10 de setembro de 2007

O jejuador

_____Acho que nunca contei aqui, portanto serve como introdução: meu pai é médico. Mais precisamente, meu pai é pediatra. Só as mães histéricas que aparecem no consultório pedindo para meu pai salvar os filhos delas ou com presentes porque ele já salvou já dariam um belo blog de crônicas humorísticas. Provavelmente um blog diário. Hoje apareci para relatar uma conversa inusitada que tive no final de semana com uma paciente do meu pai que ligou aqui em casa.

*****

House

_____O telefone toca e eu vou atender:
_____– Alô.
_____– Alô. Eu gostaria de falar com o Dr.

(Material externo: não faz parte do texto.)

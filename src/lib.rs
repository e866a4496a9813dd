//! mapframe - images on game maps
//!
//! Fetches images from URLs, scales and cuts them into 128 × 128 map tiles,
//! and keeps a persistent registry of which player owns which map IDs.
//! A one-shot migrator imports saves from the pre-v3 format.
//!
//! The host game server owns one main thread. Registry state and host calls
//! stay on it; downloads, decoding and file IO run on a small worker pool
//! (see [`executor`]).

pub mod cli;
pub mod config;
pub mod error;
pub mod executor;
pub mod host;
pub mod imaging;
pub mod migration;
pub mod output;
pub mod registry;
pub mod types;

pub use config::{DataDir, PluginConfig};
pub use error::{MapError, Result};
pub use executor::{MainThread, MainThreadHandle, RenderPool, RenderTask};
pub use host::{HeadlessHost, MapHost};
pub use imaging::{
    Fetcher, HttpFetcher, ImageRenderer, ImageStore, PipelineConfig, PosterImage, RenderRequest,
    ScalingType, SizeLimits, UpdateRequest,
};
pub use migration::{IdentityResolver, MigrationReport, MojangResolver, V3Migrator};
pub use registry::{MapRegistry, MapStore, QuotaLimits, Reservation};
pub use types::{
    ImageMap, MapId, MapKind, MapType, OwnerId, PosterGrid, MAX_POSTER_SIDE, TILE_SIZE,
};
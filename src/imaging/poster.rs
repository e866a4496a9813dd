//! Splitting an image into map tiles.

use image::imageops;
use image::{Rgba, RgbaImage};

use crate::types::TILE_SIZE;

/// An image cut into a grid of [`TILE_SIZE`] × [`TILE_SIZE`] tiles.
///
/// Edge tiles are padded with transparent pixels when the image size is not
/// a multiple of the tile size.
#[derive(Debug, Clone)]
pub struct PosterImage {
    image: RgbaImage,
    columns: u32,
    rows: u32,
}

impl PosterImage {
    pub fn new(image: RgbaImage) -> Self {
        let columns = tiles_for(image.width());
        let rows = tiles_for(image.height());
        Self {
            image,
            columns,
            rows,
        }
    }

    pub fn image(&self) -> &RgbaImage {
        &self.image
    }

    pub fn columns(&self) -> u32 {
        self.columns
    }

    pub fn rows(&self) -> u32 {
        self.rows
    }

    pub fn tile_count(&self) -> usize {
        self.columns as usize * self.rows as usize
    }

    pub fn is_single_tile(&self) -> bool {
        self.tile_count() == 1
    }

    /// The tile at column `col`, row `row`.
    pub fn tile(&self, col: u32, row: u32) -> RgbaImage {
        let x = col * TILE_SIZE;
        let y = row * TILE_SIZE;
        let w = TILE_SIZE.min(self.image.width().saturating_sub(x));
        let h = TILE_SIZE.min(self.image.height().saturating_sub(y));

        let cell = imageops::crop_imm(&self.image, x, y, w, h).to_image();
        if w == TILE_SIZE && h == TILE_SIZE {
            return cell;
        }
        let mut tile = RgbaImage::from_pixel(TILE_SIZE, TILE_SIZE, Rgba([0, 0, 0, 0]));
        imageops::replace(&mut tile, &cell, 0, 0);
        tile
    }

    /// Every tile in row-major order.
    pub fn tiles(&self) -> Vec<RgbaImage> {
        let mut tiles = Vec::with_capacity(self.tile_count());
        for row in 0..self.rows {
            for col in 0..self.columns {
                tiles.push(self.tile(col, row));
            }
        }
        tiles
    }
}

/// Number of tiles needed to cover `pixels`; at least one.
fn tiles_for(pixels: u32) -> u32 {
    pixels.div_ceil(TILE_SIZE).max(1)
}
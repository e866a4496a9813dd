//! Player name to UUID resolution.

use std::collections::HashMap;
use std::thread;
use std::time::Duration;

use serde::Deserialize;
use tracing::debug;
use uuid::Uuid;

use crate::error::{MapError, Result};

const PROFILES_URL: &str = "https://api.mojang.com/profiles/minecraft";
const PROFILE_URL: &str = "https://api.mojang.com/users/profiles/minecraft/";

/// Names per bulk request accepted by the profiles endpoint.
pub const NAMES_PER_REQUEST: usize = 100;

/// Minimum delay between two requests.
pub const REQUEST_INTERVAL: Duration = Duration::from_secs(1);

/// Resolves legacy player names to stable identities.
pub trait IdentityResolver {
    /// Resolve many names at once. Names the service does not know are
    /// absent from the result.
    fn resolve_bulk(&self, names: &[String]) -> Result<HashMap<String, Uuid>>;

    /// Resolve a single name.
    fn resolve_one(&self, name: &str) -> Result<Option<Uuid>>;
}

#[derive(Debug, Deserialize)]
struct Profile {
    id: String,
    name: String,
}

/// [`IdentityResolver`] backed by the Mojang API.
pub struct MojangResolver {
    agent: ureq::Agent,
    interval: Duration,
}

impl MojangResolver {
    pub fn new() -> Self {
        Self {
            agent: ureq::Agent::new(),
            interval: REQUEST_INTERVAL,
        }
    }

    fn request_error(url: &str, e: ureq::Error) -> MapError {
        let message = match e {
            ureq::Error::Status(code, _) => format!("server answered with HTTP {}", code),
            other => other.to_string(),
        };
        MapError::NetworkFetch {
            url: url.to_string(),
            message,
        }
    }

    fn user_agent() -> String {
        format!("mapframe/{}", env!("CARGO_PKG_VERSION"))
    }
}

impl Default for MojangResolver {
    fn default() -> Self {
        Self::new()
    }
}

impl IdentityResolver for MojangResolver {
    fn resolve_bulk(&self, names: &[String]) -> Result<HashMap<String, Uuid>> {
        let mut found = HashMap::new();

        for (i, chunk) in names.chunks(NAMES_PER_REQUEST).enumerate() {
            if i > 0 {
                thread::sleep(self.interval);
            }
            let profiles: Vec<Profile> = self
                .agent
                .post(PROFILES_URL)
                .set("User-Agent", &Self::user_agent())
                .send_json(chunk)
                .map_err(|e| Self::request_error(PROFILES_URL, e))?
                .into_json()
                .map_err(|e| MapError::NetworkFetch {
                    url: PROFILES_URL.to_string(),
                    message: format!("unexpected response: {}", e),
                })?;

            for profile in profiles {
                // The service answers with its own capitalisation.
                let Some(requested) = chunk.iter().find(|n| n.eq_ignore_ascii_case(&profile.name))
                else {
                    continue;
                };
                match Uuid::parse_str(&profile.id) {
                    Ok(uuid) => {
                        found.insert(requested.clone(), uuid);
                    }
                    Err(e) => debug!(name = %profile.name, "ignoring malformed UUID: {}", e),
                }
            }
        }

        Ok(found)
    }

    fn resolve_one(&self, name: &str) -> Result<Option<Uuid>> {
        thread::sleep(self.interval);

        let url = format!("{}{}", PROFILE_URL, name);
        let response = match self
            .agent
            .get(&url)
            .set("User-Agent", &Self::user_agent())
            .call()
        {
            Ok(response) => response,
            Err(ureq::Error::Status(404, _)) => return Ok(None),
            Err(e) => return Err(Self::request_error(&url, e)),
        };
        if response.status() == 204 {
            return Ok(None);
        }

        let profile: Profile = response.into_json().map_err(|e| MapError::NetworkFetch {
            url: url.clone(),
            message: format!("unexpected response: {}", e),
        })?;
        Ok(Uuid::parse_str(&profile.id).ok())
    }
}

W.. – fala uma voz esganiçada do outro lado da linha.
_____– Perdoe-me, mas ele não está. – respondo.
_____– Mas, eu preciso falar com ele urgentemente.
_____– Quer que eu anote o recado?
_____– Eu preciso falar com ele agora! Meu filho tem um problema. É muito importante. – a voz esganiçada do outro lado da linha começa a ficar histérica.
_____– Desculpe-me, mas ele não está. Se é urgente, leve a criança ao pronto-socorro. O que aconteceu?
_____– Sabe o que é – fala a voz esganiçada de maneira mais calma quando eu pareci dar atenção –, faz três semanas que meu filho não come nada.
_____– Três semanas?!?
_____– É.
_____– Faz três semanas que ele não come nada?
_____– É...
_____Nada?!?
_____– É! – responde a mãe da criança, impaciente com minhas perguntas repetitivas.
_____– Quantos anos seu filho tem?
_____Alguns segundos de silêncio precedem a resposta.
_____– ... 13.
_____– Ele está no Brasil?
_____Um silêncio mais duradouro do outro lado da linha, até que ela responde:
_____– ... Claro...!
_____Tentando segurar o riso, pergunto, realmente curioso:
_____– Se faz três semanas que ele come nada, por que a senhora não ligou antes?
_____– Eu liguei agora. – responde a moça, parecendo um pouco confusa.
_____– Mas, como ele sobreviveu por três semanas sem comer nada? – eu realmente estava enfatizando cada vez que eu falava a palavra “nada”.
_____– Olha, eu preciso falar com o Dr. W.. Vai chamá-lo agora, homem! – responde a voz do outro lado da linha, já nervosa.
_____– Falei sério, mulher, meu pai não está! – neste momento eu também comecei a perder a paciência.
_____– Olha aqui, seu idiota, quero falar com ele agora. – gritou a mulher do outro lado.
_____Perdendo a paciência, respondo no mesmo tom:
_____– Minha senhora, se ele sobreviveu por três semanas sem comer nada, aposto que ele agüenta até o meu pai chegar!
_____Ela desligou. Foi uma pena... mais um pouco e eu indicava um livrinho do Kafka para ela.